When you reach the line containing "most one entity." in the entries below, start writing out each line exactly, and stop after the line containing "per component), the".
--- RECORD EXTRACTS Enclosed Below ---
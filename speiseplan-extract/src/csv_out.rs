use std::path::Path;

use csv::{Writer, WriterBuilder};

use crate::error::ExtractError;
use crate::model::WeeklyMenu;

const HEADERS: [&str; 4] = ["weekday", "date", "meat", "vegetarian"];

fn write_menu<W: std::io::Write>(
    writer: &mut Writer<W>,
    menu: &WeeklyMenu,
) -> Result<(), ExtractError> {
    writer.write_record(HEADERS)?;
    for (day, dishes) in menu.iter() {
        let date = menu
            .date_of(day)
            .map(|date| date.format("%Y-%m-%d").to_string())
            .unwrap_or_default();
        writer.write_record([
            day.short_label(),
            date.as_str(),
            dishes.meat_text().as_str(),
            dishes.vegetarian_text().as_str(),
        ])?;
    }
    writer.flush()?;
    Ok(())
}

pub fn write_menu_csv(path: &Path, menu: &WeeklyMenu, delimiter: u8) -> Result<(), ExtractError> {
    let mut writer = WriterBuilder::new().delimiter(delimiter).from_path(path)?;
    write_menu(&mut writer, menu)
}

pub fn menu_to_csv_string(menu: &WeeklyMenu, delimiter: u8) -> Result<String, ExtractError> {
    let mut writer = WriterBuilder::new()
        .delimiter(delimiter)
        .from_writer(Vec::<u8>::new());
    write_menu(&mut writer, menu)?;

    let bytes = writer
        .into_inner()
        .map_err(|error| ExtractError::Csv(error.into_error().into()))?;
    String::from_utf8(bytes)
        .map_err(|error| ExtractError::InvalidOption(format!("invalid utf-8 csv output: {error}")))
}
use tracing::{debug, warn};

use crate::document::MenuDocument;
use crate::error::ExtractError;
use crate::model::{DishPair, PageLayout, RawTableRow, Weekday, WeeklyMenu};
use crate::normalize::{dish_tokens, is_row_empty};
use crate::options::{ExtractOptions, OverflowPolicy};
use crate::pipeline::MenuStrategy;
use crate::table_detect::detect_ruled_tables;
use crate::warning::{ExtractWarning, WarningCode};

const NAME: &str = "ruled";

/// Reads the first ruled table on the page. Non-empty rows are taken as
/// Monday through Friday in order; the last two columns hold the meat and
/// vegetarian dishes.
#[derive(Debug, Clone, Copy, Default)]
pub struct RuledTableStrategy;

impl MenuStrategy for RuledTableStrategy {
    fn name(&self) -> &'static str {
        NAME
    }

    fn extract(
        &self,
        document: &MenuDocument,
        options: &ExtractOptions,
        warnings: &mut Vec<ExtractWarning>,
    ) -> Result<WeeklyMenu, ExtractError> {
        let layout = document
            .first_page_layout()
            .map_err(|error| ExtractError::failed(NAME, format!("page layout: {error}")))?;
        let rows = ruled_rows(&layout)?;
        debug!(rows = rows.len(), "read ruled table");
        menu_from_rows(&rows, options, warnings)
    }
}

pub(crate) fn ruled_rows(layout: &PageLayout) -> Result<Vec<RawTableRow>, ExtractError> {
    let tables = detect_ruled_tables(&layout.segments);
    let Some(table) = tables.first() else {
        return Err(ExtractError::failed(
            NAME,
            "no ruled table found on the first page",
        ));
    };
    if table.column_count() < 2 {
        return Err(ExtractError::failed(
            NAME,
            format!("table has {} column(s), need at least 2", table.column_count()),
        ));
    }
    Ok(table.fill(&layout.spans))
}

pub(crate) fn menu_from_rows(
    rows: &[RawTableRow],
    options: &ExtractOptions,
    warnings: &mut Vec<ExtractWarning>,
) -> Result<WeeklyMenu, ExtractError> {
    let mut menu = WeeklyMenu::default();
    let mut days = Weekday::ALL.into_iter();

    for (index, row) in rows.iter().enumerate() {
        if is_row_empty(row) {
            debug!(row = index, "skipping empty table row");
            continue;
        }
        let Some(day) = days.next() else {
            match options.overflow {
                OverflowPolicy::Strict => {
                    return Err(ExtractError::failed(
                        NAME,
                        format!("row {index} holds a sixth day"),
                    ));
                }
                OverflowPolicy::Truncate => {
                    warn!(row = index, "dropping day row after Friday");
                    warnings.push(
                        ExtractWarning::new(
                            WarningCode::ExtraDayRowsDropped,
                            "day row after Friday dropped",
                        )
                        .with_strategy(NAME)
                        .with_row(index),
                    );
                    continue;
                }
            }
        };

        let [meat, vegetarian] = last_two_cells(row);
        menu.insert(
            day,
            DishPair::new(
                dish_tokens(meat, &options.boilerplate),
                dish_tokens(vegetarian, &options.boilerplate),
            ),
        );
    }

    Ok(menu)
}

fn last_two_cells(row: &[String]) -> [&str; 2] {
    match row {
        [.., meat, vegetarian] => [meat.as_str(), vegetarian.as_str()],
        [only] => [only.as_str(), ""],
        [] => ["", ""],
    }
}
--- End of Enclosed RECORD EXTRACTS ---
--- RECORD EXTRACTS Enclosed Below ---
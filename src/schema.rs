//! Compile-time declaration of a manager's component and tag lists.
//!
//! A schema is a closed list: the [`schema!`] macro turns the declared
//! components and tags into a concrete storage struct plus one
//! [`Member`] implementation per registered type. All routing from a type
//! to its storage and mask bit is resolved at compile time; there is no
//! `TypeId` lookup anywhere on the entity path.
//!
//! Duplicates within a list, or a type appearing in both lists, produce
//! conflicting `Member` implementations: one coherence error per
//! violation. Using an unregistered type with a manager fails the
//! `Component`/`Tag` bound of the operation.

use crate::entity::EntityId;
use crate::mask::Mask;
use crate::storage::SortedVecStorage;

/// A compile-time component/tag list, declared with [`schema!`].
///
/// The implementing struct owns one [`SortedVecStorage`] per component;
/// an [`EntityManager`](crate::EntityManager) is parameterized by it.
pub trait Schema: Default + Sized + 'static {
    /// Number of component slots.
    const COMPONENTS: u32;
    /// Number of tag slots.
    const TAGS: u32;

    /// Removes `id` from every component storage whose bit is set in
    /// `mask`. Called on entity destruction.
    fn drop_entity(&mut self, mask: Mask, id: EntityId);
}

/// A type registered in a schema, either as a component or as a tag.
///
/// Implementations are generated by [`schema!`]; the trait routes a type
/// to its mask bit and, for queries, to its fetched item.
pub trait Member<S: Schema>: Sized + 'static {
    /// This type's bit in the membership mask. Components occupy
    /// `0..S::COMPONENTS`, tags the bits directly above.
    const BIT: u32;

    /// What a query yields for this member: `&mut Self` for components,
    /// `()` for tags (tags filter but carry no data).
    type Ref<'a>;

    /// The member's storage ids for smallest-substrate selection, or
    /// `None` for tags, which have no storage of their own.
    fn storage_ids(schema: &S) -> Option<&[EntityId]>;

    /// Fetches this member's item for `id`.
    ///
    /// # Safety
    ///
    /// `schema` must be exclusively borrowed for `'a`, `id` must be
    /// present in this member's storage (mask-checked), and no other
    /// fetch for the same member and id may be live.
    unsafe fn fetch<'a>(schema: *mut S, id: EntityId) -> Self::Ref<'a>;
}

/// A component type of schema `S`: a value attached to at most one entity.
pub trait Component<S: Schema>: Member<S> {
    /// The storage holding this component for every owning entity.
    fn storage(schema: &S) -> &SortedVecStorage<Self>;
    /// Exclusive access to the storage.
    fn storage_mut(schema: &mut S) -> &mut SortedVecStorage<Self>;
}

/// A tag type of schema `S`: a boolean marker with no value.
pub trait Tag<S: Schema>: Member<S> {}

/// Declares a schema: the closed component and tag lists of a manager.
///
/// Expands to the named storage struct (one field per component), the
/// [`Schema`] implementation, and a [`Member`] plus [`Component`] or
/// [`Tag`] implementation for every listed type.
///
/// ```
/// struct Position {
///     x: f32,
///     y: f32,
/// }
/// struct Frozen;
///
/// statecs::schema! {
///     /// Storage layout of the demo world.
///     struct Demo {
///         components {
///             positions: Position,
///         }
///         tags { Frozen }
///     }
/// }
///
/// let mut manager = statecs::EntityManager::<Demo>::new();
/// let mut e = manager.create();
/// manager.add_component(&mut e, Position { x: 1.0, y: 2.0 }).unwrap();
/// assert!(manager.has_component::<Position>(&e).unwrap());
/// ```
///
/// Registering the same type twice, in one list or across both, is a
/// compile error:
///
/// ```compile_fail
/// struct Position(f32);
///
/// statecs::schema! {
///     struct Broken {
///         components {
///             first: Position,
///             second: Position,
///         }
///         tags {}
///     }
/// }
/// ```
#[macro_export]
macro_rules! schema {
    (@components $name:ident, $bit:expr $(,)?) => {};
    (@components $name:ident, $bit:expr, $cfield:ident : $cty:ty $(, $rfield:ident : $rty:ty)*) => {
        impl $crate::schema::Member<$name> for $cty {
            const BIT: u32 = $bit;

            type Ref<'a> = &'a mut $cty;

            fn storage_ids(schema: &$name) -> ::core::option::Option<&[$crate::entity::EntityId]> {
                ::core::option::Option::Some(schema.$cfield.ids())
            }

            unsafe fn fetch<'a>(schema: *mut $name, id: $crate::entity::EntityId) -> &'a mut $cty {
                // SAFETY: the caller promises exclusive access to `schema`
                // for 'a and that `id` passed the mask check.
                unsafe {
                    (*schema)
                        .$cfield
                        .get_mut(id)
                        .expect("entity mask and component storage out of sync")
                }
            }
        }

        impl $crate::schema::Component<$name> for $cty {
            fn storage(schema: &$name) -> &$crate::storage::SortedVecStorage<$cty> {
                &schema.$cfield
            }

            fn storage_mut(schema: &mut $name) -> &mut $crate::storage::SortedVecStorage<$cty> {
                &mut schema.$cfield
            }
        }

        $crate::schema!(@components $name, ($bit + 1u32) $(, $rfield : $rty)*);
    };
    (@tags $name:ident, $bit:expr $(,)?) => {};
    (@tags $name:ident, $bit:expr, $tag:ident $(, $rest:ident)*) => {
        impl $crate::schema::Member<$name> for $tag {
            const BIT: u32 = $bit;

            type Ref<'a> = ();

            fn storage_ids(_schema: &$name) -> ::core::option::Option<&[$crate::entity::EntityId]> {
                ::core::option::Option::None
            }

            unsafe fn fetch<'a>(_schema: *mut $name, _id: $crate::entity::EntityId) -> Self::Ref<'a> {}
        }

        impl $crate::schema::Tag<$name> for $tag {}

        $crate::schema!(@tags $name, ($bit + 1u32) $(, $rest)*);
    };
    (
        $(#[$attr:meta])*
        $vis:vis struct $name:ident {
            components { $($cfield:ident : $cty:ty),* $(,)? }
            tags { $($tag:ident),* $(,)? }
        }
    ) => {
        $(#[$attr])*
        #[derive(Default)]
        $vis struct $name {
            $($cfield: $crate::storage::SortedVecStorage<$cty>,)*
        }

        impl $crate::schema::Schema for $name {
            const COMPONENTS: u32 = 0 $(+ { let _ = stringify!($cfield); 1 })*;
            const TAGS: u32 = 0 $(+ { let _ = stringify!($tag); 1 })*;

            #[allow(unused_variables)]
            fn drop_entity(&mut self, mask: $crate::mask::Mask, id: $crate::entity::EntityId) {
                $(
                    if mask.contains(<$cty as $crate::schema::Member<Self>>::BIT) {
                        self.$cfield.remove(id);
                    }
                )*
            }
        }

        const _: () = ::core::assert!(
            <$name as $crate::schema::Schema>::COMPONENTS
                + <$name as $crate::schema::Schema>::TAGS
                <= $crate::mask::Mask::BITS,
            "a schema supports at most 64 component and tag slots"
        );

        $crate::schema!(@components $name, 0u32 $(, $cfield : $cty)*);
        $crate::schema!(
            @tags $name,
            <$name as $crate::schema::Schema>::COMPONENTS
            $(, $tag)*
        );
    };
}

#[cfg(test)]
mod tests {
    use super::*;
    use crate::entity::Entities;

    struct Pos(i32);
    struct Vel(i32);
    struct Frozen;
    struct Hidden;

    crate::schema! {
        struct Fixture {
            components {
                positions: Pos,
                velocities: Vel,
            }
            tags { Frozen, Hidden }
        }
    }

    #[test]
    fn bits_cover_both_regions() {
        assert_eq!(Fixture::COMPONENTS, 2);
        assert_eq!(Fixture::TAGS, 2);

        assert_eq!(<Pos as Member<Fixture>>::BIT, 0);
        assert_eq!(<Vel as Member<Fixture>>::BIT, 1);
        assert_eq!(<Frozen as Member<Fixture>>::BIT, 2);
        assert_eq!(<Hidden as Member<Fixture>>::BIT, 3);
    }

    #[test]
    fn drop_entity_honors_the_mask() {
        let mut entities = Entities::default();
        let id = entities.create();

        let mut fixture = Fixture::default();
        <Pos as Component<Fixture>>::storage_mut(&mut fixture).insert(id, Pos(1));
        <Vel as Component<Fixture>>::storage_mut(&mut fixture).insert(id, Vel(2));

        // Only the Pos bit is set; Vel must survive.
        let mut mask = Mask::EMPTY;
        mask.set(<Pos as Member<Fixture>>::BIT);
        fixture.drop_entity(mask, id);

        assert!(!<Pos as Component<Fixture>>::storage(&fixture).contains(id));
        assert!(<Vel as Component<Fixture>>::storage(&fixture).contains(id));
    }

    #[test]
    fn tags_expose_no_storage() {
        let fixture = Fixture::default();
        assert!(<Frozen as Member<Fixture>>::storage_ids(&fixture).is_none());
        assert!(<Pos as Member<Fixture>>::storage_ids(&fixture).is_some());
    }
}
--- End of Enclosed RECORD EXTRACTS ---
--- RECORD EXTRACTS Enclosed Below ---
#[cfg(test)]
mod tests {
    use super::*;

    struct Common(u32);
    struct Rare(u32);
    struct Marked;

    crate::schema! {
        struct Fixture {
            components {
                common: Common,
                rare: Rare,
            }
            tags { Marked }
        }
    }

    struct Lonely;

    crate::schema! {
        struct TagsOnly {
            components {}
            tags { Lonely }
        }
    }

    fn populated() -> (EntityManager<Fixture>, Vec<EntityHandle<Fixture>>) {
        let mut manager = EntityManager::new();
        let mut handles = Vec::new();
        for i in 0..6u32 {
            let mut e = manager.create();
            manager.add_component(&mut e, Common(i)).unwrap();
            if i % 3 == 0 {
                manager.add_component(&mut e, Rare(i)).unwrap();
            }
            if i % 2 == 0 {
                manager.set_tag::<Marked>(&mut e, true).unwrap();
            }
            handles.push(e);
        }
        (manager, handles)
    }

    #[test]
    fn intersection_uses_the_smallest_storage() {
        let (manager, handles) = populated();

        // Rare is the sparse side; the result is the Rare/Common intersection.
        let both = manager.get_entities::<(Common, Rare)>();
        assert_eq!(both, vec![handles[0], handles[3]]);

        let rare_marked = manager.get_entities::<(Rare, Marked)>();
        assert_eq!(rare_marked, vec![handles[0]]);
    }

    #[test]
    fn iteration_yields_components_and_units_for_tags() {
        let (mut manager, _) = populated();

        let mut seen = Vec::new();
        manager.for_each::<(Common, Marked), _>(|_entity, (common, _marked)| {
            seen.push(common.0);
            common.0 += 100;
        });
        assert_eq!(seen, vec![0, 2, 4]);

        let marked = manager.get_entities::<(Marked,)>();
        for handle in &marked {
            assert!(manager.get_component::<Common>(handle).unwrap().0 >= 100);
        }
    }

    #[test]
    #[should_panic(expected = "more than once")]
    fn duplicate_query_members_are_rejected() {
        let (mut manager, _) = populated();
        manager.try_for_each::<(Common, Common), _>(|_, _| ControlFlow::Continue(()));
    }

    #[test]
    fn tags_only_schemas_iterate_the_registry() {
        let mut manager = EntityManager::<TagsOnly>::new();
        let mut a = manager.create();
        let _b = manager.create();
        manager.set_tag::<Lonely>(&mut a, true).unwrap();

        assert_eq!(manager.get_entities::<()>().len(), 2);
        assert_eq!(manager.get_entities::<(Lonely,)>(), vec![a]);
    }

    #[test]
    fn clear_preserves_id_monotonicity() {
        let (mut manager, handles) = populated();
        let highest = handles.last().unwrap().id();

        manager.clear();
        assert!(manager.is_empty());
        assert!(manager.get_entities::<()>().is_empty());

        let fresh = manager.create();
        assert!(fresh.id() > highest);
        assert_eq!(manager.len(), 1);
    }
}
--- End of Enclosed RECORD EXTRACTS ---
ANSWER SPACE:
/// A component type of schema `S`: a value attached to at most one entity.
pub trait Component<S: Schema>: Member<S> {
    /// The storage holding this component for every owning entity.
    fn storage(schema: &S) -> &SortedVecStorage<Self>;
    /// Exclusive access to the storage.
    fn storage_mut(schema: &mut S) -> &mut SortedVecStorage<Self>;
}

/// A tag type of schema `S`: a boolean marker with no value.
pub trait Tag<S: Schema>: Member<S> {}

/// Declares a schema: the closed component and tag lists of a manager.
///
/// Expands to the named storage struct (one field per component), the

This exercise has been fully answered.